What is expected: Go through the material and copy each line that includes "SecondsFormat".

__________

//! # State Module
//!
//! Application state for the registry.
//!
//! ```text
//! ┌─────────────────────────────────────────────────────────────────────────┐
//! │                    State Architecture                                   │
//! │                                                                         │
//! │  ┌───────────────┐  ┌─────────────────┐  ┌───────────────┐  ┌────────┐ │
//! │  │ RegistryState │  │ ConnectionProbe │  │NavigationState│  │Display │ │
//! │  │               │  │                 │  │               │  │Config  │ │
//! │  │ members       │  │ Checking        │  │ active view   │  │ $, dd  │ │
//! │  │ categories    │  │ Connected       │  │ category modal│  │ Mon    │ │
//! │  │ transactions  │  │ Error(msg)      │  │               │  │ yyyy   │ │
//! │  │ status/banner │  │                 │  │ Arc<Mutex<>>  │  │        │ │
//! │  └───────┬───────┘  └────────┬────────┘  └───────────────┘  └────────┘ │
//! │          │                   │                                          │
//! │          └──────── Remote ───┘                                          │
//! │                                                                         │
//! │  THREAD SAFETY:                                                        │
//! │  • RegistryState / ConnectionProbe: std Mutex, never held across await │
//! │  • NavigationState: Arc<Mutex<Navigation>>                             │
//! │  • DisplayConfig: read-only after startup                              │
//! └─────────────────────────────────────────────────────────────────────────┘
//! ```

mod config;
mod navigation;
mod probe;
mod registry;

pub use config::{DisplayConfig, EMPTY_CELL};
pub use navigation::{Navigation, NavigationState, View};
pub use probe::{ConnectionProbe, ConnectionStatus};
pub use registry::{Operation, OperationStatus, RegistryState};
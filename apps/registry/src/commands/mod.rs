//! # Commands Module
//!
//! Everything the CLI (or any other front-end) can ask the registry to do.
//!
//! ## Command Organization
//! ```text
//! commands/
//! ├── mod.rs          ◄─── You are here (exports)
//! ├── member.rs       ◄─── list, create, resolve by cédula
//! ├── category.rs     ◄─── list, create (category dialog)
//! ├── transaction.rs  ◄─── list, per-member list, preview, create
//! ├── summary.rs      ◄─── per-member totals
//! └── status.rs       ◄─── connection probe, operation status, banner
//! ```
//!
//! ## How Commands Work
//! ```text
//! ┌─────────────────────────────────────────────────────────────────────────┐
//! │  fn create_member(                                                      │
//! │      state: &RegistryState,     ◄── shared container                    │
//! │      form: &mut MemberForm,     ◄── draft, cleared on submit            │
//! │  ) -> Result<MemberDto, ApiError>                                       │
//! │         │                                                               │
//! │         ▼                                                               │
//! │  DTO (camelCase, JSON-ready) or ApiError { code, message }              │
//! └─────────────────────────────────────────────────────────────────────────┘
//! ```
//!
//! Each command takes only the state it needs.

pub mod category;
pub mod member;
pub mod status;
pub mod summary;
pub mod transaction;

pub use category::CategoryDto;
pub use member::MemberDto;
pub use status::StatusDto;
pub use summary::SummaryDto;
pub use transaction::TransactionDto;
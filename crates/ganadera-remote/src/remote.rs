//! # Remote Handle
//!
//! Entry point to the hosted data service: owns the store and hands out
//! repositories.
//!
//! ```text
//! RemoteConfig::load()? ──► validate() ──► Endpoint
//!                                              │
//!                                   Remote::connect(endpoint)
//!                                              │
//!              ┌───────────────────────────────┼──────────────────────┐
//!              ▼                               ▼                      ▼
//!       remote.members()             remote.categories()    remote.transactions()
//! ```

use std::sync::Arc;
use tracing::{debug, info};

use crate::config::{Endpoint, RemoteConfig};
use crate::client::RestClient;
use crate::error::RemoteResult;
use crate::memory::MemoryStore;
use crate::query::{SelectQuery, Table};
use crate::repository::{CategoryRepository, MemberRepository, TransactionRepository};
use crate::store::TableStore;

/// Cheap to clone; every clone shares the same store.
#[derive(Clone)]
pub struct Remote {
    store: Arc<dyn TableStore>,
}

impl std::fmt::Debug for Remote {
    fn fmt(&self, f: &mut std::fmt::Formatter<'_>) -> std::fmt::Result {
        f.debug_struct("Remote").finish_non_exhaustive()
    }
}

impl Remote {
    /// Wraps any store.
    pub fn new(store: Arc<dyn TableStore>) -> Self {
        Remote { store }
    }

    /// Builds the HTTP client for `endpoint`. Does not touch the network.
    pub fn connect(endpoint: Endpoint) -> RemoteResult<Self> {
        info!(base_url = %endpoint.base_url, "Configuring remote data service");
        let client = RestClient::new(endpoint)?;
        Ok(Remote::new(Arc::new(client)))
    }

    /// Loads, validates and connects in one step.
    pub fn from_config(config: &RemoteConfig) -> RemoteResult<Self> {
        let endpoint = config.validate()?;
        Self::connect(endpoint)
    }

    /// A remote backed by `store`, kept in process.
    pub fn in_memory(store: MemoryStore) -> Self {
        debug!("Using in-memory store");
        Remote::new(Arc::new(store))
    }

    pub fn members(&self) -> MemberRepository {
        MemberRepository::new(self.store.clone())
    }

    pub fn categories(&self) -> CategoryRepository {
        CategoryRepository::new(self.store.clone())
    }

    pub fn transactions(&self) -> TransactionRepository {
        TransactionRepository::new(self.store.clone())
    }

    /// Minimal read used as a connectivity check: `select=id&limit=1` on
    /// `socios`.
    pub async fn ping(&self) -> RemoteResult<()> {
        let query = SelectQuery::all().columns("id").limit(1);
        self.store.select(Table::Members, &query).await?;
        Ok(())
    }
}

#[cfg(test)]
mod tests {
    use super::*;
    use crate::error::{ConfigError, RemoteError};

    #[tokio::test]
    async fn test_ping_against_memory() {
        let store = MemoryStore::new();
        let remote = Remote::in_memory(store.clone());

        assert!(remote.ping().await.is_ok());

        store.fail_next("relation \"socios\" does not exist");
        let err = remote.ping().await.unwrap_err();
        assert_eq!(err.to_string(), "relation \"socios\" does not exist");
    }

    #[test]
    fn test_from_config_requires_settings() {
        let err = Remote::from_config(&RemoteConfig::default()).unwrap_err();
        assert!(matches!(
            err,
            RemoteError::Config(ConfigError::Missing(crate::config::ENV_URL))
        ));
    }
}
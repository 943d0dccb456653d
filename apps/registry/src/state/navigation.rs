//! # Navigation
//!
//! Which view is showing, and whether the category dialog is open.
//!
//! ```text
//!   socios ◄──► tipos ◄──► registros ◄──► nuevo-registro
//!                 │                            │
//!                 └──── category modal ◄───────┘
//!
//!   transaction created ──► registros
//! ```

use std::fmt;
use std::str::FromStr;
use std::sync::{Arc, Mutex};

use serde::{Deserialize, Serialize};

#[derive(Debug, Clone, Copy, Default, PartialEq, Eq, Serialize, Deserialize)]
#[serde(rename_all = "kebab-case")]
pub enum View {
    #[default]
    Members,
    Categories,
    Transactions,
    NewTransaction,
}

impl View {
    pub const ALL: [View; 4] = [
        View::Members,
        View::Categories,
        View::Transactions,
        View::NewTransaction,
    ];

    pub fn slug(&self) -> &'static str {
        match self {
            View::Members => "socios",
            View::Categories => "tipos",
            View::Transactions => "registros",
            View::NewTransaction => "nuevo-registro",
        }
    }

    pub fn label(&self) -> &'static str {
        match self {
            View::Members => "Members",
            View::Categories => "Livestock categories",
            View::Transactions => "Transactions",
            View::NewTransaction => "New transaction",
        }
    }
}

impl fmt::Display for View {
    fn fmt(&self, f: &mut fmt::Formatter<'_>) -> fmt::Result {
        f.write_str(self.slug())
    }
}

impl FromStr for View {
    type Err = String;

    /// Accepts the slug or the English name.
    fn from_str(s: &str) -> Result<Self, Self::Err> {
        match s.trim().to_lowercase().as_str() {
            "socios" | "members" => Ok(View::Members),
            "tipos" | "categories" => Ok(View::Categories),
            "registros" | "transactions" => Ok(View::Transactions),
            "nuevo-registro" | "new-transaction" => Ok(View::NewTransaction),
            other => Err(format!(
                "unknown view '{}' (expected one of: socios, tipos, registros, nuevo-registro)",
                other
            )),
        }
    }
}

#[derive(Debug, Clone, Default, PartialEq, Eq, Serialize)]
#[serde(rename_all = "camelCase")]
pub struct Navigation {
    active: View,
    category_modal_open: bool,
}

impl Navigation {
    pub fn new() -> Self {
        Self::default()
    }

    pub fn active(&self) -> View {
        self.active
    }

    pub fn category_modal_open(&self) -> bool {
        self.category_modal_open
    }

    /// Switches view. Closes the dialog.
    pub fn show(&mut self, view: View) {
        self.active = view;
        self.category_modal_open = false;
    }

    /// Opens the category dialog. Only the categories view and the
    /// new-transaction form offer it; returns whether it opened.
    pub fn open_category_modal(&mut self) -> bool {
        if matches!(self.active, View::Categories | View::NewTransaction) {
            self.category_modal_open = true;
        }
        self.category_modal_open
    }

    pub fn close_category_modal(&mut self) {
        self.category_modal_open = false;
    }

    pub fn on_transaction_created(&mut self) {
        self.show(View::Transactions);
    }
}

/// Shared navigation, for commands that run next to each other.
#[derive(Debug, Clone, Default)]
pub struct NavigationState {
    nav: Arc<Mutex<Navigation>>,
}

impl NavigationState {
    pub fn new() -> Self {
        Self::default()
    }

    /// Executes a function with read access to the navigation.
    pub fn with_nav<F, R>(&self, f: F) -> R
    where
        F: FnOnce(&Navigation) -> R,
    {
        let nav = self.nav.lock().unwrap_or_else(|poisoned| poisoned.into_inner());
        f(&nav)
    }

    /// Executes a function with write access to the navigation.
    pub fn with_nav_mut<F, R>(&self, f: F) -> R
    where
        F: FnOnce(&mut Navigation) -> R,
    {
        let mut nav = self.nav.lock().unwrap_or_else(|poisoned| poisoned.into_inner());
        f(&mut nav)
    }
}

#[cfg(test)]
mod tests {
    use super::*;

    #[test]
    fn test_slugs_round_trip() {
        for view in View::ALL {
            assert_eq!(view.slug().parse::<View>(), Ok(view));
        }
        assert!("corrales".parse::<View>().is_err());
    }

    #[test]
    fn test_category_modal_only_from_allowed_views() {
        let mut nav = Navigation::new();
        assert!(!nav.open_category_modal());

        nav.show(View::NewTransaction);
        assert!(nav.open_category_modal());

        nav.close_category_modal();
        nav.show(View::Categories);
        assert!(nav.open_category_modal());

        nav.show(View::Members);
        assert!(!nav.category_modal_open());
    }

    #[test]
    fn test_created_transaction_switches_to_list() {
        let mut nav = Navigation::new();
        nav.show(View::NewTransaction);
        nav.on_transaction_created();
        assert_eq!(nav.active(), View::Transactions);
    }

    #[test]
    fn test_shared_state() {
        let state = NavigationState::new();
        let other = state.clone();
        other.with_nav_mut(|nav| nav.show(View::Categories));
        assert_eq!(state.with_nav(Navigation::active), View::Categories);
    }
}
//! # Views
//!
//! Plain-text rendering of the four registry views, the connection line
//! and the error banner.
//!
//! ```text
//! ● Connected to data service
//!
//! Members
//! Name        Cédula       Phone       Email               Registered
//! ──────────  ───────────  ──────────  ──────────────────  ───────────
//! Ana Pérez   1-1234-0567  8888-1234   ana.perez@correo.cr 05 Jul 2024
//! Luis Mora   2-0444-0555  8765-4321   -                   -
//! ```

pub mod categories;
pub mod members;
pub mod summary;
pub mod transactions;

use ganadera_core::TransactionForm;

use crate::commands::{category, member, transaction};
use crate::state::{ConnectionStatus, DisplayConfig, RegistryState, View};

/// Left-aligned text table sized to its widest cells.
#[derive(Debug, Clone, Default)]
pub struct TextTable {
    headers: Vec<String>,
    rows: Vec<Vec<String>>,
}

impl TextTable {
    pub fn new<I, S>(headers: I) -> Self
    where
        I: IntoIterator<Item = S>,
        S: Into<String>,
    {
        TextTable {
            headers: headers.into_iter().map(Into::into).collect(),
            rows: Vec::new(),
        }
    }

    pub fn add_row(&mut self, cells: Vec<String>) {
        self.rows.push(cells);
    }

    pub fn is_empty(&self) -> bool {
        self.rows.is_empty()
    }

    pub fn render(&self) -> String {
        let columns = self.headers.len();
        let mut widths: Vec<usize> = self.headers.iter().map(|h| h.chars().count()).collect();
        for row in &self.rows {
            for (i, cell) in row.iter().take(columns).enumerate() {
                widths[i] = widths[i].max(cell.chars().count());
            }
        }

        let line = |cells: &[String]| -> String {
            let padded: Vec<String> = widths
                .iter()
                .enumerate()
                .map(|(i, width)| {
                    let cell = cells.get(i).map(String::as_str).unwrap_or("");
                    let pad = width.saturating_sub(cell.chars().count());
                    format!("{}{}", cell, " ".repeat(pad))
                })
                .collect();
            padded.join("  ").trim_end().to_string()
        };

        let rule: Vec<String> = widths.iter().map(|w| "─".repeat(*w)).collect();

        let mut out = Vec::with_capacity(self.rows.len() + 2);
        out.push(line(&self.headers));
        out.push(rule.join("  "));
        for row in &self.rows {
            out.push(line(row));
        }
        out.join("\n")
    }
}

/// A titled section: the table, or `empty` when there are no rows.
pub fn section(title: &str, table: &TextTable, empty: &str) -> String {
    if table.is_empty() {
        format!("{}\n\n{}", title, empty)
    } else {
        format!("{}\n\n{}", title, table.render())
    }
}

/// Renders `view` from the loaded collections.
pub fn render_view(view: View, state: &RegistryState, display: &DisplayConfig) -> String {
    match view {
        View::Members => members::render(&member::list_members(state), display),
        View::Categories => categories::render(&category::list_categories(state)),
        View::Transactions => {
            transactions::render(&transaction::list_transactions(state), display)
        }
        View::NewTransaction => transactions::render_form(
            &TransactionForm::default(),
            &member::list_members(state),
            &category::list_categories(state),
            display,
        ),
    }
}

/// The error banner line, if there is an error to show.
pub fn banner(error: Option<&str>) -> Option<String> {
    error.map(|message| format!("✗ {}", message))
}

pub fn connection_line(status: &ConnectionStatus) -> String {
    match status {
        ConnectionStatus::Checking => "○ Checking connection...".to_string(),
        ConnectionStatus::Connected => "● Connected to data service".to_string(),
        ConnectionStatus::Error(message) => {
            format!("✗ Error: {} (retry with `ganadera status`)", message)
        }
    }
}

#[cfg(test)]
mod tests {
    use super::*;

    #[test]
    fn test_table_pads_to_widest_cell() {
        let mut table = TextTable::new(["Name", "Qty"]);
        table.add_row(vec!["Bovino".to_string(), "3".to_string()]);
        table.add_row(vec!["Ovino".to_string(), "12".to_string()]);

        let rendered = table.render();
        let lines: Vec<&str> = rendered.lines().collect();
        assert_eq!(lines[0], "Name    Qty");
        assert_eq!(lines[1], "──────  ───");
        assert_eq!(lines[2], "Bovino  3");
        assert_eq!(lines[3], "Ovino   12");
    }

    #[test]
    fn test_empty_section_shows_message() {
        let table = TextTable::new(["Name"]);
        assert_eq!(section("Members", &table, "No members registered"), "Members\n\nNo members registered");
    }

    #[test]
    fn test_render_empty_views() {
        use ganadera_remote::{MemoryStore, Remote};

        let state = RegistryState::new(Remote::in_memory(MemoryStore::new()));
        let display = DisplayConfig::default();
        assert!(render_view(View::Members, &state, &display).ends_with(members::EMPTY_MESSAGE));
        assert!(render_view(View::Transactions, &state, &display)
            .ends_with(transactions::EMPTY_MESSAGE));
        assert!(render_view(View::NewTransaction, &state, &display).contains("Select a member"));
    }

    #[test]
    fn test_banner_and_connection_line() {
        assert_eq!(banner(None), None);
        assert_eq!(banner(Some("timeout")).as_deref(), Some("✗ timeout"));
        assert!(connection_line(&ConnectionStatus::Error("bad key".to_string())).contains("bad key"));
    }
}
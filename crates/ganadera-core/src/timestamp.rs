//! Serde helpers for `fecha_registro` columns.
//!
//! The store returns `timestamp` columns either with an offset
//! (`2024-03-01T12:30:00+00:00`) or without one (`2024-03-01T12:30:00.123456`).
//! Both read as UTC. Writes always use RFC 3339.

use chrono::{DateTime, NaiveDateTime, SecondsFormat, Utc};
use serde::{de, Deserialize, Deserializer, Serializer};

const NAIVE_FORMAT: &str = "%Y-%m-%dT%H:%M:%S%.f";

/// Parses a wire timestamp, treating a missing offset as UTC.
pub fn parse(raw: &str) -> Option<DateTime<Utc>> {
    let raw = raw.trim();
    if let Ok(dt) = DateTime::parse_from_rfc3339(raw) {
        return Some(dt.with_timezone(&Utc));
    }
    NaiveDateTime::parse_from_str(raw, NAIVE_FORMAT)
        .or_else(|_| NaiveDateTime::parse_from_str(raw, "%Y-%m-%d %H:%M:%S%.f"))
        .ok()
        .map(|naive| naive.and_utc())
}

pub fn serialize<S: Serializer>(value: &DateTime<Utc>, serializer: S) -> Result<S::Ok, S::Error> {
    serializer.serialize_str(&value.to_rfc3339_opts(SecondsFormat::Micros, true))
}

pub fn deserialize<'de, D: Deserializer<'de>>(deserializer: D) -> Result<DateTime<Utc>, D::Error> {
    let raw = String::deserialize(deserializer)?;
    parse(&raw).ok_or_else(|| de::Error::custom(format!("invalid timestamp: {raw}")))
}

/// Same as the parent module, for nullable columns.
pub mod option {
    use super::*;

    pub fn serialize<S: Serializer>(
        value: &Option<DateTime<Utc>>,
        serializer: S,
    ) -> Result<S::Ok, S::Error> {
        match value {
            Some(dt) => super::serialize(dt, serializer),
            None => serializer.serialize_none(),
        }
    }

    pub fn deserialize<'de, D: Deserializer<'de>>(
        deserializer: D,
    ) -> Result<Option<DateTime<Utc>>, D::Error> {
        match Option::<String>::deserialize(deserializer)? {
            Some(raw) => parse(&raw)
                .map(Some)
                .ok_or_else(|| de::Error::custom(format!("invalid timestamp: {raw}"))),
            None => Ok(None),
        }
    }
}

#[cfg(test)]
mod tests {
    use super::*;
    use chrono::{Datelike, Timelike};

    #[test]
    fn test_parse_with_and_without_offset() {
        let with_offset = parse("2024-03-01T12:30:00+02:00").unwrap();
        assert_eq!(with_offset.hour(), 10);

        let naive = parse("2024-03-01T12:30:00.123456").unwrap();
        assert_eq!(naive.hour(), 12);
        assert_eq!(naive.day(), 1);

        let spaced = parse("2024-03-01 12:30:00").unwrap();
        assert_eq!(spaced.minute(), 30);

        assert!(parse("yesterday").is_none());
    }

    #[test]
    fn test_writes_rfc3339_utc() {
        let dt = parse("2024-03-01T12:30:00Z").unwrap();
        let value = serde_json::to_value(Wrapper { at: dt }).unwrap();
        assert_eq!(value["at"], "2024-03-01T12:30:00.000000Z");
    }

    #[derive(serde::Serialize)]
    struct Wrapper {
        #[serde(with = "crate::timestamp")]
        at: DateTime<Utc>,
    }
}
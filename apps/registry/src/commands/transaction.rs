//! # Transaction Commands
//!
//! The transactions list, the per-member listing and the new-transaction
//! form.
//!
//! ## Create Flow
//! ```text
//! ┌─────────────────────────────────────────────────────────────────────────┐
//! │  TransactionForm { socio, tipo, cantidad: "3", precio: "10.50" }        │
//! │       │                                                                 │
//! │       ▼                                                                 │
//! │  preview_total() ──► "$31.50" shown under the form                     │
//! │       │                                                                 │
//! │       ▼                                                                 │
//! │  submit(busy, now) ──► NewTransaction { total: 31.50, .. }             │
//! │       │                                                                 │
//! │       ▼                                                                 │
//! │  RegistryState::create_transaction ──► row joined, prepended           │
//! │       │                                                                 │
//! │       ▼                                                                 │
//! │  Navigation ──► registros                                               │
//! └─────────────────────────────────────────────────────────────────────────┘
//! ```

use chrono::{DateTime, Utc};
use serde::{Deserialize, Serialize};
use tracing::debug;

use crate::error::ApiError;
use crate::state::{NavigationState, Operation, RegistryState};
use ganadera_core::{EnrichedTransaction, Money, TransactionForm};

#[derive(Debug, Clone, PartialEq, Serialize, Deserialize)]
#[serde(rename_all = "camelCase")]
pub struct TransactionDto {
    pub id: String,
    pub registered_at: DateTime<Utc>,
    pub member_id: String,
    /// Member's full name, or `N/A` when the reference did not resolve.
    pub member_name: String,
    pub category_id: String,
    pub category_name: String,
    pub quantity: i64,
    pub unit_price: Option<Money>,
    pub total: Option<Money>,
    pub notes: Option<String>,
}

impl From<EnrichedTransaction> for TransactionDto {
    fn from(row: EnrichedTransaction) -> Self {
        let member_name = row.member_label();
        let category_name = row.category_label();
        let t = row.transaction;
        TransactionDto {
            id: t.id,
            registered_at: t.registered_at,
            member_id: t.member_id,
            member_name,
            category_id: t.category_id,
            category_name,
            quantity: t.quantity,
            unit_price: t.unit_price,
            total: t.total,
            notes: t.notes,
        }
    }
}

pub fn list_transactions(state: &RegistryState) -> Vec<TransactionDto> {
    state
        .transactions()
        .into_iter()
        .map(TransactionDto::from)
        .collect()
}

/// Transactions of one member, newest first.
pub async fn list_member_transactions(
    state: &RegistryState,
    member_id: &str,
) -> Result<Vec<TransactionDto>, ApiError> {
    let rows = state.load_member_transactions(member_id).await?;
    Ok(rows.into_iter().map(TransactionDto::from).collect())
}

/// Live total for the form, if both quantity and price have input.
pub fn preview_total(form: &TransactionForm) -> Option<Money> {
    form.preview_total()
}

/// Submits the new-transaction form and switches to the transactions view.
pub async fn create_transaction(
    state: &RegistryState,
    nav: &NavigationState,
    form: &mut TransactionForm,
) -> Result<TransactionDto, ApiError> {
    let busy = state.is_busy(Operation::CreateTransaction);
    let new = form.submit(busy, Utc::now())?;
    debug!(
        socio_id = %new.member_id,
        tipo_ganado_id = %new.category_id,
        cantidad = new.quantity,
        "Submitting transaction"
    );

    let row = ApiError::from_outcome(state.create_transaction(&new).await)?;
    nav.with_nav_mut(|n| n.on_transaction_created());
    Ok(row.into())
}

__________

Reply to the task:
use chrono::{DateTime, NaiveDateTime, SecondsFormat, Utc};
    serializer.serialize_str(&value.to_rfc3339_opts(SecondsFormat::Micros, true))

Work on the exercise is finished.